- _Given information_
┏━━

#![warn(missing_docs)]
//! Client main context: what the server has told us about computers, menus,
//! monitors and sounds.

pub mod host;

pub use host::{run_client, ClientHost, ClientSettings};

use ccnet_core::{ComputerFamily, ComputerId, ComputerState, DimensionId, WorldPos};
use ccnet_net::protocol::{
    ChatTable, ComputerTerminal, MenuMode, Monitor, OpenComputerMenu, RequestComputer,
    UploadResult,
};
use ccnet_net::{
    ClientboundMessage, MainThreadHandler, Outbound, PeerHandle, PeerId, ServerboundMessage,
};
use std::collections::{BTreeMap, HashMap};
use tracing::{debug, info, warn};

/// Terminal contents as last received.
#[derive(Debug, Clone, Default, PartialEq, Eq)]
pub struct TerminalView {
    /// Width in characters.
    pub width: u16,
    /// Height in characters.
    pub height: u16,
    /// Rows, top to bottom.
    pub lines: Vec<String>,
}

/// Client-side view of one computer.
#[derive(Debug, Clone, Default, PartialEq, Eq)]
pub struct ClientComputer {
    /// Last reported power state.
    pub state: ComputerState,
    /// Last received terminal, if any.
    pub terminal: Option<TerminalView>,
}

/// The computer menu currently shown.
#[derive(Debug, Clone, Copy, PartialEq, Eq)]
pub struct OpenMenu {
    /// Computer the menu belongs to.
    pub instance_id: ComputerId,
    /// Hardware tier of that computer.
    pub family: ComputerFamily,
    /// Presentation mode.
    pub mode: MenuMode,
}

/// Sound activity reported by the server, in arrival order.
#[derive(Debug, Clone, PartialEq)]
pub enum AudioEvent {
    /// A record started (`Some`) or stopped (`None`).
    Record {
        /// Dimension of the drive.
        dimension: DimensionId,
        /// Drive position.
        position: WorldPos,
        /// Record name.
        record: Option<String>,
    },
    /// A speaker started a sound.
    Play {
        /// Speaker instance.
        source: u64,
        /// Sound name.
        sound: String,
        /// Where the sound plays.
        position: WorldPos,
    },
    /// A speaker stopped.
    Stop {
        /// Speaker instance.
        source: u64,
    },
    /// A playing sound moved.
    Move {
        /// Speaker instance.
        source: u64,
        /// New position.
        position: WorldPos,
    },
}

/// Client main-context state.
pub struct ComputerClient {
    outbound: Outbound<ServerboundMessage>,
    server: Option<PeerHandle>,
    computers: BTreeMap<ComputerId, ClientComputer>,
    menu: Option<OpenMenu>,
    chat_tables: BTreeMap<u32, ChatTable>,
    last_upload: Option<UploadResult>,
    monitors: HashMap<(DimensionId, [i32; 3]), TerminalView>,
    playing: HashMap<u64, WorldPos>,
    audio: Vec<AudioEvent>,
}

impl ComputerClient {
    /// Create a client sending through `outbound`.
    pub fn new(outbound: Outbound<ServerboundMessage>) -> Self {
        Self {
            outbound,
            server: None,
            computers: BTreeMap::new(),
            menu: None,
            chat_tables: BTreeMap::new(),
            last_upload: None,
            monitors: HashMap::new(),
            playing: HashMap::new(),
            audio: Vec::new(),
        }
    }

    /// Whether a server link is up.
    pub fn is_connected(&self) -> bool {
        self.server.as_ref().is_some_and(PeerHandle::is_connected)
    }

    /// A computer as last reported.
    pub fn computer(&self, id: ComputerId) -> Option<&ClientComputer> {
        self.computers.get(&id)
    }

    /// The open computer menu.
    pub fn menu(&self) -> Option<OpenMenu> {
        self.menu
    }

    /// Close the menu locally.
    pub fn close_menu(&mut self) -> Option<OpenMenu> {
        self.menu.take()
    }

    /// A chat table by id.
    pub fn chat_table(&self, table_id: u32) -> Option<&ChatTable> {
        self.chat_tables.get(&table_id)
    }

    /// Outcome of the most recent upload.
    pub fn last_upload(&self) -> Option<&UploadResult> {
        self.last_upload.as_ref()
    }

    /// Contents of the monitor at a block position.
    pub fn monitor(&self, dimension: DimensionId, position: [i32; 3]) -> Option<&TerminalView> {
        self.monitors.get(&(dimension, position))
    }

    /// Position of each speaker that is currently playing.
    pub fn playing(&self) -> &HashMap<u64, WorldPos> {
        &self.playing
    }

    /// Sound activity since the last call.
    pub fn take_audio(&mut self) -> Vec<AudioEvent> {
        std::mem::take(&mut self.audio)
    }

    /// Send a message to the server.
    ///
    /// Returns false when there is no server link or it has closed.
    pub fn send(&self, message: impl Into<ServerboundMessage>) -> bool {
        let message = message.into();
        let Some(server) = &self.server else {
            debug!(?message, "Not connected, dropping");
            return false;
        };
        match self.outbound.send(server, &message) {
            Ok(sent) => sent,
            Err(e) => {
                warn!("Failed to encode outbound message: {}", e);
                false
            }
        }
    }

    fn on_terminal(&mut self, msg: ComputerTerminal) {
        let computer = self.computers.entry(msg.instance_id).or_default();
        computer.terminal = Some(TerminalView {
            width: msg.width,
            height: msg.height,
            lines: msg.lines,
        });
    }

    fn on_monitor(&mut self, msg: Monitor) {
        self.monitors.insert(
            (msg.chunk.dimension, msg.position),
            TerminalView {
                width: msg.width,
                height: msg.height,
                lines: msg.lines,
            },
        );
    }

    fn on_open_menu(&mut self, msg: OpenComputerMenu) {
        info!(computer = msg.instance_id, mode = ?msg.mode, "Opening computer menu");
        self.menu = Some(OpenMenu {
            instance_id: msg.instance_id,
            family: msg.family,
            mode: msg.mode,
        });
        self.computers.entry(msg.instance_id).or_default();
        self.send(RequestComputer {});
    }
}

impl MainThreadHandler<ClientboundMessage> for ComputerClient {
    fn handle(&mut self, _origin: PeerId, message: ClientboundMessage) {
        match message {
            ClientboundMessage::ChatTable(table) => {
                self.chat_tables.insert(table.table_id, table);
            }
            ClientboundMessage::ComputerData(msg) => match msg.state.parse::<ComputerState>() {
                Ok(state) => self.computers.entry(msg.instance_id).or_default().state = state,
                Err(e) => warn!(computer = msg.instance_id, "Ignoring computer data: {}", e),
            },
            ClientboundMessage::ComputerDeleted(msg) => {
                self.computers.remove(&msg.instance_id);
                if self.menu.is_some_and(|menu| menu.instance_id == msg.instance_id) {
                    self.menu = None;
                }
            }
            ClientboundMessage::ComputerTerminal(msg) => self.on_terminal(msg),
            ClientboundMessage::PlayRecord(msg) => self.audio.push(AudioEvent::Record {
                dimension: msg.dimension,
                position: msg.position,
                record: msg.record,
            }),
            ClientboundMessage::Monitor(msg) => self.on_monitor(msg),
            ClientboundMessage::SpeakerPlay(msg) => {
                self.playing.insert(msg.source, msg.position);
                self.audio.push(AudioEvent::Play {
                    source: msg.source,
                    sound: msg.sound,
                    position: msg.position,
                });
            }
            ClientboundMessage::SpeakerStop(msg) => {
                self.playing.remove(&msg.source);
                self.audio.push(AudioEvent::Stop { source: msg.source });
            }
            ClientboundMessage::SpeakerMove(msg) => {
                // Moves of sounds we never heard start are not interesting.
                if let Some(position) = self.playing.get_mut(&msg.source) {
                    *position = msg.position;
                    self.audio.push(AudioEvent::Move {
                        source: msg.source,
                        position: msg.position,
                    });
                }
            }
            ClientboundMessage::UploadResult(msg) => {
                info!(computer = msg.instance_id, status = ?msg.status, "{}", msg.message);
                self.last_upload = Some(msg);
            }
            ClientboundMessage::OpenComputerMenu(msg) => self.on_open_menu(msg),
        }
    }

    fn peer_joined(&mut self, peer: PeerHandle) {
        info!(server = %peer.id(), "Connected to server");
        self.server = Some(peer);
    }

    fn peer_left(&mut self, peer: PeerId) {
        info!(server = %peer, "Disconnected from server");
        self.server = None;
        self.menu = None;
    }
}

#[cfg(test)]
mod tests {
    use super::*;
    use ccnet_core::{ChunkAddress, ChunkPos};
    use ccnet_net::protocol::{ComputerData, SpeakerMove, SpeakerPlay, SpeakerStop};
    use ccnet_net::{EnvelopeCodec, ProtocolRegistries};
    use ccnet_testkit::LoopbackPeer;

    fn connected_client() -> (ComputerClient, LoopbackPeer<ServerboundMessage>) {
        let registries = ProtocolRegistries::standard().unwrap();
        let mut client =
            ComputerClient::new(Outbound::new(EnvelopeCodec::new(registries.serverbound)));
        let server = LoopbackPeer::server(0).unwrap();
        client.peer_joined(server.handle());
        (client, server)
    }

    #[test]
    fn open_menu_requests_computer() {
        let (mut client, mut to_server) = connected_client();
        client.handle(
            PeerId(0),
            ClientboundMessage::OpenComputerMenu(OpenComputerMenu {
                instance_id: 5,
                family: ComputerFamily::Normal,
                mode: MenuMode::Terminal,
            }),
        );

        assert_eq!(client.menu().map(|m| m.instance_id), Some(5));
        assert_eq!(to_server.take_bytes(), vec![vec![2u8]]);
    }

    #[test]
    fn computer_data_updates_state() {
        let (mut client, _to_server) = connected_client();
        client.handle(
            PeerId(0),
            ClientboundMessage::ComputerData(ComputerData {
                instance_id: 5,
                state: "blinking".into(),
            }),
        );
        client.handle(
            PeerId(0),
            ClientboundMessage::ComputerData(ComputerData {
                instance_id: 5,
                state: "exploded".into(),
            }),
        );
        assert_eq!(client.computer(5).unwrap().state, ComputerState::Blinking);
    }

    #[test]
    fn send_without_server_is_dropped() {
        let registries = ProtocolRegistries::standard().unwrap();
        let client = ComputerClient::new(Outbound::new(EnvelopeCodec::new(registries.serverbound)));
        assert!(!client.is_connected());
        assert!(!client.send(RequestComputer {}));
    }

    #[test]
    fn speaker_lifecycle_is_logged() {
        let (mut client, _to_server) = connected_client();
        let position = WorldPos::new(1.0, 2.0, 3.0);
        let moved = WorldPos::new(4.0, 2.0, 3.0);

        client.handle(
            PeerId(0),
            ClientboundMessage::SpeakerMove(SpeakerMove {
                source: 7,
                position,
            }),
        );
        client.handle(
            PeerId(0),
            ClientboundMessage::SpeakerPlay(SpeakerPlay {
                source: 7,
                dimension: DimensionId::OVERWORLD,
                position,
                sound: "entity.cat.ambient".into(),
                volume: 1.0,
                pitch: 1.0,
            }),
        );
        client.handle(
            PeerId(0),
            ClientboundMessage::SpeakerMove(SpeakerMove {
                source: 7,
                position: moved,
            }),
        );
        assert_eq!(client.playing().get(&7), Some(&moved));
        client.handle(
            PeerId(0),
            ClientboundMessage::SpeakerStop(SpeakerStop { source: 7 }),
        );

        assert!(client.playing().is_empty());
        assert_eq!(
            client.take_audio(),
            vec![
                AudioEvent::Play {
                    source: 7,
                    sound: "entity.cat.ambient".into(),
                    position,
                },
                AudioEvent::Move {
                    source: 7,
                    position: moved
                },
                AudioEvent::Stop { source: 7 },
            ]
        );
    }

    #[test]
    fn monitors_are_keyed_by_position() {
        let (mut client, _to_server) = connected_client();
        client.handle(
            PeerId(0),
            ClientboundMessage::Monitor(Monitor {
                chunk: ChunkAddress::new(DimensionId::NETHER, ChunkPos::new(0, 0)),
                position: [1, 64, 1],
                width: 5,
                height: 1,
                lines: vec!["hi".into()],
            }),
        );
        assert_eq!(
            client
                .monitor(DimensionId::NETHER, [1, 64, 1])
                .map(|m| m.lines.clone()),
            Some(vec!["hi".to_string()])
        );
        assert!(client.monitor(DimensionId::OVERWORLD, [1, 64, 1]).is_none());
    }

    #[test]
    fn deleting_open_computer_closes_menu() {
        let (mut client, _to_server) = connected_client();
        client.handle(
            PeerId(0),
            ClientboundMessage::OpenComputerMenu(OpenComputerMenu {
                instance_id: 5,
                family: ComputerFamily::Advanced,
                mode: MenuMode::TypingOnly,
            }),
        );
        client.handle(
            PeerId(0),
            ClientboundMessage::ComputerDeleted(ccnet_net::protocol::ComputerDeleted {
                instance_id: 5,
            }),
        );
        assert!(client.menu().is_none());
        assert!(client.computer(5).is_none());
    }
}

┗━━

- _What is required_
Please copy exactly the lines from the first line of the records above through the line containing "as last received.", including both, and nothing more.

- _Solution below_
#![warn(missing_docs)]
//! Client main context: what the server has told us about computers, menus,
//! monitors and sounds.

pub mod host;

pub use host::{run_client, ClientHost, ClientSettings};

use ccnet_core::{ComputerFamily, ComputerId, ComputerState, DimensionId, WorldPos};
use ccnet_net::protocol::{
    ChatTable, ComputerTerminal, MenuMode, Monitor, OpenComputerMenu, RequestComputer,
    UploadResult,
};
use ccnet_net::{
    ClientboundMessage, MainThreadHandler, Outbound, PeerHandle, PeerId, ServerboundMessage,
};
use std::collections::{BTreeMap, HashMap};
use tracing::{debug, info, warn};

/// Terminal contents as last received.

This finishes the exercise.